Fort Worth City Councilmembers did right three weeks ago by temporarily postponing discussions about the battered pension system. The pension that funds the retirements of city employees, including firefighters and police officers, is facing a $1.6 billion shortfall and eventual insolvency. Changes must be made, and they will require painful decisions, such as increasing employee contributions in the future, meaning less take-home pay.
Messing with someone’s money can lead to bad blood. Previous discussions among employees, retirees, and city leaders have been dicey at times, particularly after City Manager David Cooke suggested reducing or cutting some promised cost-of-living raises. Discussing these decisions became more difficult after the recent shooting death of Fort Worth police Officer Garrett Hull.
Part of the reason the pension has become destabilized is the pressure exerted by the Fort Worth Police Officer’s Association and the Fort Worth Professional Firefighters Local 440 over the years. These labor groups are powerful forces in local elections. The police group especially. Resisting their demands and incurring their wrath (in the form of well-financed political opponents) can make it tougher for candidates to become elected or re-elected. Most local politicians have gone along to get along, contributing to the financial mess the system faces.
The labor groups aren’t doing anything wrong or unethical. They are playing the political game, but sometimes your successes can pave the way for an ultimate bellyflop.
The pension fund is paying out about $195 million a year while receiving far less in contributions. Currently, taxpayers contribute about $90 million per year. Employees fork over $32 million. Basic math shows the net result –– a $73 million annual shortfall. Unless something is done, the pension would begin drying up in 25 or 30 years, which could lead to increased taxes, cutbacks in core services, and layoffs of city employees, including police officers and firefighters.
We understand that cops and firefighters want high salaries and good benefits. Without those things, recruits are harder to find and keep. Still, the country and its economy have shifted. Pensions have dwindled in the private sector, while the public job sector –– cities, counties, states, feds –– continue to provide pensions that can sometimes pay someone more in retirement than he or she earned as an employee. But whose fault is that? Not the recipients.

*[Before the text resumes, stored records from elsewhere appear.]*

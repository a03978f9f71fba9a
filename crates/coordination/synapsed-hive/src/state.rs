//! Per-swarm shared state store

use crate::{types::AgentId, value::StateValue};
use std::collections::BTreeMap;

/// Reserved key holding the current leader id
pub const LEADER_KEY: &str = "leader_id";

/// Key to value map shared by the members of one swarm
///
/// Last writer wins per key. There are no cross-key transactions; callers
/// that need atomic multi-key updates keep the data under one key.
#[derive(Debug, Clone, Default, PartialEq)]
pub struct SharedState {
    entries: BTreeMap<String, StateValue>,
}

impl SharedState {
    pub fn new() -> Self {
        Self::default()
    }

    pub fn get(&self, key: &str) -> Option<&StateValue> {
        self.entries.get(key)
    }

    /// Replace the value for `key`, returning the previous one
    pub fn set(&mut self, key: impl Into<String>, value: StateValue) -> Option<StateValue> {
        self.entries.insert(key.into(), value)
    }

    pub fn remove(&mut self, key: &str) -> Option<StateValue> {
        self.entries.remove(key)
    }

    pub fn keys(&self) -> Vec<String> {
        self.entries.keys().cloned().collect()
    }

    pub fn len(&self) -> usize {
        self.entries.len()
    }

    pub fn is_empty(&self) -> bool {
        self.entries.is_empty()
    }

    /// Current leader, if the slot holds an id
    pub fn leader(&self) -> Option<&str> {
        self.entries.get(LEADER_KEY).and_then(StateValue::as_str)
    }

    pub(crate) fn set_leader(&mut self, agent_id: &AgentId) {
        self.entries
            .insert(LEADER_KEY.to_string(), StateValue::String(agent_id.clone()));
    }

    /// Null out the leader slot, returning the previous leader
    pub(crate) fn clear_leader(&mut self) -> Option<AgentId> {
        let previous = self.leader().map(str::to_string);
        if previous.is_some() {
            self.entries.insert(LEADER_KEY.to_string(), StateValue::Null);
        }
        previous
    }

    pub fn entries(&self) -> &BTreeMap<String, StateValue> {
        &self.entries
    }

    pub(crate) fn from_entries(entries: BTreeMap<String, StateValue>) -> Self {
        Self { entries }
    }
}
impl HiveConfig {
    /// Load from an optional TOML file, then apply environment overrides
    pub fn load(path: Option<&Path>) -> SwarmResult<Self> {
        let mut builder = config::Config::builder();
        if let Some(path) = path {
            builder = builder.add_source(config::File::from(path));
        }
        builder = builder.add_source(
            config::Environment::with_prefix(ENV_PREFIX)
                .prefix_separator("_")
                .separator("__")
                .try_parsing(true),
        );

        let config: HiveConfig = builder.build()?.try_deserialize()?;
        config.validate()?;
        Ok(config)
    }

    /// Parse TOML text directly
    pub fn from_toml_str(text: &str) -> SwarmResult<Self> {
        let config: HiveConfig =
            toml::from_str(text).map_err(|e| SwarmError::Configuration(e.to_string()))?;
        config.validate()?;
        Ok(config)
    }

    pub fn validate(&self) -> SwarmResult<()> {
        if self.logging.level.trim().is_empty() {
            return Err(SwarmError::Configuration("logging.level must not be empty".into()));
        }
        self.swarm_defaults.validate()?;
        self.fault_tolerance.validate()?;
        self.security.validate()?;
        self.routing.validate()
    }

    /// Swarm config from the defaults with the given name
    pub fn swarm_config(&self, name: impl Into<String>) -> SwarmConfig {
        SwarmConfig {
            name: name.into(),
            ..self.swarm_defaults.clone()
        }
    }
}

#[cfg(test)]
mod tests {
    use super::*;
    use std::io::Write;

    #[test]
    fn test_defaults_are_valid() {
        assert!(HiveConfig::default().validate().is_ok());
    }

    #[test]
    fn test_zero_interval_rejected() {
        let config = FaultToleranceConfig {
            checkpoint_interval_ms: 0,
            ..FaultToleranceConfig::default()
        };
        assert!(matches!(config.validate(), Err(SwarmError::Configuration(_))));

        let swarm = SwarmConfig::new("s1").with_max_agents(0);
        assert!(matches!(swarm.validate(), Err(SwarmError::Configuration(_))));

        let swarm = SwarmConfig::new("s1").with_max_agents(MAX_SWARM_SIZE + 1);
        assert!(matches!(swarm.validate(), Err(SwarmError::Configuration(_))));
    }

    #[test]
    fn test_negative_threshold_rejected_from_toml() {
        let err = HiveConfig::from_toml_str("[fault_tolerance]\nmax_failures = -1\n").unwrap_err();
        assert!(matches!(err, SwarmError::Configuration(_)));
    }

    #[test]
    fn test_partial_toml_keeps_defaults() {
        let config = HiveConfig::from_toml_str(
            r#"
            [swarm_defaults]
            max_agents = 5
            reelection = "on_tick"

            [swarm_defaults.topology]
            kind = "hierarchical"
            levels = 2
            branching_factor = 4

            [swarm_defaults.algorithm]
            name = "pso"
            parameters = { inertia = 0.7, particles = 30 }

            [persistence.backend]
            kind = "sqlite"
            path = "/var/lib/hive/hive.db"
            "#,
        )
        .unwrap();

        assert_eq!(config.swarm_defaults.max_agents, 5);
        assert_eq!(config.swarm_defaults.reelection, LeaderReelection::OnTick);
        assert_eq!(
            config.swarm_defaults.topology,
            Topology::Hierarchical { levels: 2, branching_factor: 4 }
        );
        assert_eq!(
            config.swarm_defaults.algorithm.parameters.get("particles"),
            Some(&StateValue::Integer(30))
        );
        assert_eq!(config.fault_tolerance, FaultToleranceConfig::default());
        assert_eq!(
            config.persistence.backend,
            StorageBackendConfig::Sqlite { path: PathBuf::from("/var/lib/hive/hive.db") }
        );

        let swarm = config.swarm_config("alpha");
        assert_eq!(swarm.name, "alpha");
        assert_eq!(swarm.max_agents, 5);
    }

    #[test]
    fn test_tuning_and_health_sections() {
        let config = HiveConfig::from_toml_str(
            r#"
            [fault_tolerance]
            health_interval_ms = 250

            [security]
            token_ttl_ms = 1500

            [swarm_defaults.tuning]
            max_iterations = 50
            "#,
        )
        .unwrap();
        assert_eq!(config.fault_tolerance.health_interval(), Duration::from_millis(250));
        assert_eq!(config.security.token_ttl(), chrono::Duration::milliseconds(1500));
        assert_eq!(config.swarm_defaults.tuning.max_iterations, 50);
        assert_eq!(config.swarm_defaults.tuning.max_population_size, 1_000);

        let err = HiveConfig::from_toml_str("[swarm_defaults.tuning]\nmax_dimensions = 0\n")
            .unwrap_err();
        assert!(matches!(err, SwarmError::Configuration(_)));
    }

    #[test]
    fn test_non_finite_parameter_rejected() {
        let err = HiveConfig::from_toml_str(
            "[swarm_defaults.algorithm]\nparameters = { inertia = nan }\n",
        )
        .unwrap_err();
        assert!(matches!(err, SwarmError::Configuration(msg) if msg.contains("inertia")));
    }

    #[test]
    fn test_load_from_file() {
        let mut file = tempfile::Builder::new().suffix(".toml").tempfile().unwrap();
        writeln!(file, "[routing]\ndelivery_timeout_ms = 250").unwrap();

        let config = HiveConfig::load(Some(file.path())).unwrap();
        assert_eq!(config.routing.delivery_timeout(), Duration::from_millis(250));
    }
}
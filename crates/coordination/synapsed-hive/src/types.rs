//! Common types for swarm orchestration

use chrono::{DateTime, Utc};
use serde::{Deserialize, Serialize};
use std::fmt;

/// Unique identifier for a swarm in the registry
pub type SwarmId = String;

/// Identifier of an agent, chosen by the agent's owner
pub type AgentId = String;

/// Identifier of a task, unique within its swarm
pub type TaskId = String;

/// Lifecycle status of a swarm
#[derive(Debug, Clone, Copy, PartialEq, Eq, Hash, Serialize, Deserialize)]
#[serde(rename_all = "SCREAMING_SNAKE_CASE")]
pub enum SwarmStatus {
    /// Created but never started
    Created,
    /// Background execution loop is active
    Running,
    /// Stopped explicitly, resumable
    Stopped,
    /// Escalated by the fault tolerance supervisor
    Failed,
}

impl SwarmStatus {
    pub fn as_str(&self) -> &'static str {
        match self {
            SwarmStatus::Created => "CREATED",
            SwarmStatus::Running => "RUNNING",
            SwarmStatus::Stopped => "STOPPED",
            SwarmStatus::Failed => "FAILED",
        }
    }

    pub fn parse(value: &str) -> Option<Self> {
        match value {
            "CREATED" => Some(SwarmStatus::Created),
            "RUNNING" => Some(SwarmStatus::Running),
            "STOPPED" => Some(SwarmStatus::Stopped),
            "FAILED" => Some(SwarmStatus::Failed),
            _ => None,
        }
    }
}

impl fmt::Display for SwarmStatus {
    fn fmt(&self, f: &mut fmt::Formatter<'_>) -> fmt::Result {
        f.write_str(self.as_str())
    }
}

/// Status of a task in the queue
#[derive(Debug, Clone, Copy, PartialEq, Eq, Hash, Serialize, Deserialize)]
#[serde(rename_all = "SCREAMING_SNAKE_CASE")]
pub enum TaskStatus {
    /// Waiting for a claimant
    Pending,
    /// Claimed by exactly one agent
    Claimed,
    /// Finished successfully by the claimant
    Completed,
    /// Given up by the claimant
    Failed,
}

impl TaskStatus {
    pub fn as_str(&self) -> &'static str {
        match self {
            TaskStatus::Pending => "PENDING",
            TaskStatus::Claimed => "CLAIMED",
            TaskStatus::Completed => "COMPLETED",
            TaskStatus::Failed => "FAILED",
        }
    }

    /// Completed or failed tasks never change again
    pub fn is_terminal(&self) -> bool {
        matches!(self, TaskStatus::Completed | TaskStatus::Failed)
    }
}

impl fmt::Display for TaskStatus {
    fn fmt(&self, f: &mut fmt::Formatter<'_>) -> fmt::Result {
        f.write_str(self.as_str())
    }
}

/// Aggregate task counters for a swarm
#[derive(Debug, Clone, Copy, Default, PartialEq, Eq, Serialize, Deserialize)]
pub struct TaskStats {
    pub pending: usize,
    pub claimed: usize,
    pub completed: usize,
    pub failed: usize,
}

impl TaskStats {
    pub fn total(&self) -> usize {
        self.pending + self.claimed + self.completed + self.failed
    }

    pub(crate) fn counter_mut(&mut self, status: TaskStatus) -> &mut usize {
        match status {
            TaskStatus::Pending => &mut self.pending,
            TaskStatus::Claimed => &mut self.claimed,
            TaskStatus::Completed => &mut self.completed,
            TaskStatus::Failed => &mut self.failed,
        }
    }
}

/// Event recorded in a swarm's history
#[derive(Debug, Clone, PartialEq, Serialize, Deserialize)]
pub enum SwarmEvent {
    /// Swarm was registered
    Created {
        name: String,
        timestamp: DateTime<Utc>,
    },
    /// Background execution loop started
    Started {
        timestamp: DateTime<Utc>,
    },
    /// Background execution loop stopped
    Stopped {
        timestamp: DateTime<Utc>,
    },
    /// Escalated to FAILED
    Failed {
        reason: String,
        timestamp: DateTime<Utc>,
    },
    /// Restored from a checkpoint
    Recovered {
        artifact_id: String,
        timestamp: DateTime<Utc>,
    },
    /// Agent joined the swarm
    AgentJoined {
        agent_id: AgentId,
        timestamp: DateTime<Utc>,
    },
    /// Agent left the swarm
    AgentLeft {
        agent_id: AgentId,
        timestamp: DateTime<Utc>,
    },
    /// Leader was elected
    LeaderElected {
        agent_id: AgentId,
        policy: String,
        timestamp: DateTime<Utc>,
    },
    /// Leader slot became empty
    LeaderCleared {
        previous: AgentId,
        timestamp: DateTime<Utc>,
    },
    /// Shared state key written or removed
    SharedStateUpdated {
        key: String,
        timestamp: DateTime<Utc>,
    },
    /// Task appended to the queue
    TaskAllocated {
        task_id: TaskId,
        timestamp: DateTime<Utc>,
    },
    /// Task claimed by an agent
    TaskClaimed {
        task_id: TaskId,
        agent_id: AgentId,
        timestamp: DateTime<Utc>,
    },
    /// Task completed by its claimant
    TaskCompleted {
        task_id: TaskId,
        agent_id: AgentId,
        timestamp: DateTime<Utc>,
    },
    /// Task failed by its claimant
    TaskFailed {
        task_id: TaskId,
        agent_id: AgentId,
        reason: String,
        timestamp: DateTime<Utc>,
    },
    /// Checkpoint written
    CheckpointCreated {
        artifact_id: String,
        timestamp: DateTime<Utc>,
    },
    /// Failure counted against the swarm
    FailureRecorded {
        reason: String,
        failures_in_window: usize,
        timestamp: DateTime<Utc>,
    },
    /// Message routed to next hops
    MessageRouted {
        from: AgentId,
        delivered: usize,
        failed: usize,
        timestamp: DateTime<Utc>,
    },
}

/// Derived metrics for a swarm
#[derive(Debug, Clone, Serialize, Deserialize)]
pub struct SwarmMetrics {
    /// Swarm the metrics describe
    pub swarm_id: SwarmId,
    /// Current lifecycle status
    pub status: SwarmStatus,
    /// Number of members
    pub member_count: usize,
    /// Current leader, if any
    pub leader_id: Option<AgentId>,
    /// Task counters
    pub task_stats: TaskStats,
    /// Failures inside the current monitoring window
    pub failures_in_window: usize,
    /// Failures recorded since creation
    pub total_failures: u64,
    /// Checkpoints written since creation
    pub checkpoints_taken: u64,
    /// Time of the last checkpoint
    pub last_checkpoint_at: Option<DateTime<Utc>>,
    /// Ticks completed by the execution loop
    pub coordination_ticks: u64,
    /// Events currently held in history
    pub events_recorded: usize,
    /// Creation time
    pub created_at: DateTime<Utc>,
}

Blame could be placed on pension managers, who sometimes overestimate the potential market returns that are relied upon to fund the pensions. Or pension leaders might have made unwise investment decisions, such as in Dallas, where the Dallas Police and Fire Pension System sank a small fortune into several questionable investments that didn’t provide the anticipated returns.
Traditional pensions, meanwhile, have faded in the private sector as workers have begun funding their own retirements through 401(k)-type accounts. Public pensions keep roaring ahead, with an estimated 22 million Americans –– about 14 percent of the workforce –– working at public jobs. Most of their pensions are financed by local, state, and federal systems, according to a 2017 Forbes article.
Also, people are living longer. The average life expectancy in the United States is about 79, five years more than in 1980. This puts more financial pressure on pension systems.
New policies need to be hammered out, but it seems distasteful to talk about things such as increased life expectancies this close to Hull’s death. City leaders are giving him the respect he deserves for paying the ultimate sacrifice while doing his job.
In Fort Worth, 58 police officers have died in the line of duty dating back to the 1890s. Keeping the city safe is a demanding, dangerous job that requires decent pay and benefits. Overseeing the system requires adhering to the principles of basic math, common sense, and political will. Sometime soon, while still giving respect to first responders for their service, politicians need to make changes, whether that includes boosting employee contributions, reducing cost-of-living increases, or, most preferably, coming up with solutions that don’t require breaking promises made to thousands of former and current employees.